Si l’humanité est sérieuse au sujet de la colonisation de Mars, il faut s’occuper d’étudier comment s’occuper de l’espace.

De nombreux films de science fiction ont ouvert cette vision et cette voie importante pour l’avenir de l’humanité.

Nous ne savons pas assez sur la façon dont la reproduction humaine et le développement fonctionnent dans la dernière frontière pour planifier de manière sûre des établissements permanents et durables sur la planète rouge ou ailleurs dans la Terre, a déclaré Kris Lehnhardt, professeur adjoint au département de la médecine d’urgence À l’École de médecine de l’Université George Washington et des sciences de la santé.

« C’est quelque chose que nous, franchement, n’avons jamais étudié de façon spectaculaire, car ce n’est pas pertinent à ce jour », a déclaré Lehnhardt le 16 mai 2017,lors d’une table ronde à « On the Launchpad: Return to Deep Space », un événement de diffusion sur Internet à Washington, DC , Organisé par le magazine The Atlantic.

Nous sommes limité par notre imagination….

« Mais si nous voulons devenir une espèce spatiale et que nous voulons vivre dans l’espace de manière permanente, c’est une question cruciale que nous devons aborder, qui n’a pas encore été pleinement étudiée », a-t-il ajouté.

La reproduction hors terre n’est pas un sujet complètement ignoré, bien sur. Le mois dernier, par exemple, un groupe de chercheurs au Japon a annoncé que le sperme de souris lyophilisé qui a été stocké dans la Station spatiale internationale pendant neuf mois a donné naissance à des chiots en bonne santé .

Ira-t-on jusqu’aux relations sexuelles avec d’autres races extraterrestres?
Seul l’avenir nous le dira!

Ces résultats suggèrent que les niveaux relativement élevés de rayonnement dans l’espace ne constituent pas une barrière insurmontable à la reproduction.

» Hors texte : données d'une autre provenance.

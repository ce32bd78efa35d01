// twin-fabric-core/src/trace.rs
// ============================================================================
// Module: Session Trace Log
// Description: Append-only JSON-per-line record of calls and deliveries.
// Purpose: Make every session auditable and byte-for-byte reproducible.
// Dependencies: serde, serde_json, std::fs
// ============================================================================

//! ## Overview
//! The trace is the session-wide append-only record. Call records capture the
//! tool, arguments, response, and charged latency; event records capture bus
//! deliveries; warning records capture non-fatal conditions such as
//! `bus.unknown_target`. When an artifacts directory is configured, each
//! record is additionally written as one JSON object per line to
//! `trace.jsonl`.

// ============================================================================
// SECTION: Imports
// ============================================================================

use std::fs::File;
use std::fs::OpenOptions;
use std::fs;
use std::io::Write;
use std::path::Path;
use std::path::PathBuf;

use serde::Deserialize;
use serde::Serialize;
use serde_json::Value;

use crate::error::FabricError;

/// File name of the trace log inside an artifacts directory.
pub const TRACE_FILE_NAME: &str = "trace.jsonl";

// ============================================================================
// SECTION: Trace Records
// ============================================================================

/// One line of the session trace.
#[derive(Debug, Clone, Serialize, Deserialize)]
#[serde(tag = "type", rename_all = "snake_case")]
pub enum TraceRecord {
    /// A bus delivery into a twin.
    Event {
        /// Logical delivery time.
        time_ms: u64,
        /// Delivery target.
        target: String,
        /// Delivered payload.
        payload: Value,
    },
    /// A completed (or failed) tool call.
    Call {
        /// Logical time at which the call executed.
        time_ms: u64,
        /// Tool name as requested by the caller.
        tool: String,
        /// Arguments passed to the tool.
        args: Value,
        /// Handler response, or an error payload on failure.
        response: Value,
        /// Latency charged against the clock.
        latency_ms: u64,
    },
    /// A non-fatal condition worth keeping in the audit stream.
    Warning {
        /// Logical time of the warning.
        time_ms: u64,
        /// Warning code (e.g. `bus.unknown_target`).
        code: String,
        /// Subject of the warning, when one exists.
        #[serde(default, skip_serializing_if = "Option::is_none")]
        target: Option<String>,
    },
}

impl TraceRecord {
    /// Logical time of the record.
    #[must_use]
    pub fn time_ms(&self) -> u64 {
        match self {
            Self::Event { time_ms, .. }
            | Self::Call { time_ms, .. }
            | Self::Warning { time_ms, .. } => *time_ms,
        }
    }
}

// ============================================================================
// SECTION: Trace Log
// ============================================================================

/// Append-only trace for one session.
#[derive(Debug)]
pub struct TraceLog {
    /// All records, in execution order.
    records: Vec<TraceRecord>,
    /// Artifacts directory when file output is enabled.
    out_dir: Option<PathBuf>,
    /// Open trace file handle.
    file: Option<File>,
}

impl TraceLog {
    /// Creates a trace log, opening `trace.jsonl` for append when an
    /// artifacts directory is given.
    ///
    /// # Errors
    ///
    /// Returns a `trace.io` error when the directory or file cannot be
    /// created.
    pub fn new(artifacts_dir: Option<&Path>) -> Result<Self, FabricError> {
        let (out_dir, file) = match artifacts_dir {
            Some(dir) => {
                fs::create_dir_all(dir).map_err(io_error)?;
                let file = OpenOptions::new()
                    .create(true)
                    .append(true)
                    .open(dir.join(TRACE_FILE_NAME))
                    .map_err(io_error)?;
                (Some(dir.to_path_buf()), Some(file))
            }
            None => (None, None),
        };
        Ok(Self {
            records: Vec::new(),
            out_dir,
            file,
        })
    }

    /// Artifacts directory when file output is enabled.
    #[must_use]
    pub fn out_dir(&self) -> Option<&Path> {
        self.out_dir.as_deref()
    }

    /// Appends a record, writing it through to the trace file when enabled.
    ///
    /// # Errors
    ///
    /// Returns a `trace.io` error when the write fails.
    pub fn append(&mut self, record: TraceRecord) -> Result<(), FabricError> {
        if let Some(file) = self.file.as_mut() {
            let line = serde_json::to_string(&record).map_err(|err| {
                FabricError::new("trace.io", format!("failed to serialize record: {err}"))
            })?;
            writeln!(file, "{line}").map_err(io_error)?;
        }
        self.records.push(record);
        Ok(())
    }

    /// All records, in execution order.
    #[must_use]
    pub fn records(&self) -> &[TraceRecord] {
        &self.records
    }

    /// Last `n` call records as JSON values, oldest first.
    #[must_use]
    pub fn call_tail(&self, n: usize) -> Vec<Value> {
        let calls: Vec<&TraceRecord> = self
            .records
            .iter()
            .filter(|record| matches!(record, TraceRecord::Call { .. }))
            .collect();
        let start = calls.len().saturating_sub(n);
        calls[start..]
            .iter()
            .filter_map(|record| serde_json::to_value(record).ok())
            .collect()
    }

    /// Flushes the trace file when one is open.
    ///
    /// # Errors
    ///
    /// Returns a `trace.io` error when the flush fails.
    pub fn flush(&mut self) -> Result<(), FabricError> {
        if let Some(file) = self.file.as_mut() {
            file.flush().map_err(io_error)?;
        }
        Ok(())
    }
}

/// Maps an I/O failure to the fabric error value.
fn io_error(err: std::io::Error) -> FabricError {
    FabricError::new("trace.io", err.to_string())
}

// ============================================================================
// SECTION: Tests
// ============================================================================

#[cfg(test)]
mod tests {
    //! Test-only lint relaxations for panic-based assertions.
    #![allow(
        clippy::panic,
        clippy::unwrap_used,
        clippy::expect_used,
        reason = "Test-only output and panic-based assertions are permitted."
    )]

    use serde_json::json;

    use super::*;

    #[test]
    fn records_serialize_with_type_tags() {
        let call = TraceRecord::Call {
            time_ms: 10,
            tool: "mail.compose".to_string(),
            args: json!({"to": "sales@example.com"}),
            response: json!({"id": "m1"}),
            latency_ms: 120,
        };
        let line = serde_json::to_string(&call).unwrap();
        assert!(line.starts_with("{\"type\":\"call\""));

        let event = TraceRecord::Event {
            time_ms: 20,
            target: "mail".to_string(),
            payload: json!({"subj": "Re: Quote"}),
        };
        assert!(serde_json::to_string(&event).unwrap().contains("\"type\":\"event\""));
    }

    #[test]
    fn file_output_appends_one_json_object_per_line() {
        let dir = tempfile::tempdir().unwrap();
        let mut trace = TraceLog::new(Some(dir.path())).unwrap();
        trace
            .append(TraceRecord::Warning {
                time_ms: 0,
                code: "bus.unknown_target".to_string(),
                target: Some("ghost".to_string()),
            })
            .unwrap();
        trace
            .append(TraceRecord::Event {
                time_ms: 5,
                target: "mail".to_string(),
                payload: json!({}),
            })
            .unwrap();
        trace.flush().unwrap();

        let content = fs::read_to_string(dir.path().join(TRACE_FILE_NAME)).unwrap();
        let lines: Vec<&str> = content.lines().collect();
        assert_eq!(lines.len(), 2);
        let first: Value = serde_json::from_str(lines[0]).unwrap();
        assert_eq!(first["code"], "bus.unknown_target");
    }

    #[test]
    fn call_tail_returns_most_recent_calls() {
        let mut trace = TraceLog::new(None).unwrap();
        for idx in 0..5u64 {
            trace
                .append(TraceRecord::Call {
                    time_ms: idx,
                    tool: format!("tool.{idx}"),
                    args: json!({}),
                    response: json!({}),
                    latency_ms: 0,
                })
                .unwrap();
        }
        let tail = trace.call_tail(2);
        assert_eq!(tail.len(), 2);
        assert_eq!(tail[0]["tool"], "tool.3");
        assert_eq!(tail[1]["tool"], "tool.4");
    }
}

Mais le sperme de souris a été ramené à la Terre pour produire des embryons, qui ont poussé ici sur la terre ferme. La façon dont un embryon humain se déroulerait loin de la Terre – dans l’ environnement de microgravité de l’orbite ou de l’espace profond, ou sur Mars, dont la gravité superficielle est seulement 38 pour cent aussi forte que celle de notre planète – reste un mystère, a déclaré Lehnhardt.

L’étude du corps humain en apesanteur va surement permettre d’améliorer les relations sexuelles humaines dans l’espace…et sur d’autres mondes!

« Nous n’avons aucune idée de la façon dont ils vont se développer », a-t-il déclaré. « Est-ce qu’ils développeront les os de la même façon que nous le ferons? Sera-t-il capable de venir à la Terre et de se lever? »

L’idée aurait commencé avec le premier film des frères Lumières (Les premiers hommes dans la lune) ,mais avec le développement du cinéma de science fiction dans les années ’50,cette idée fit davantage son chemin.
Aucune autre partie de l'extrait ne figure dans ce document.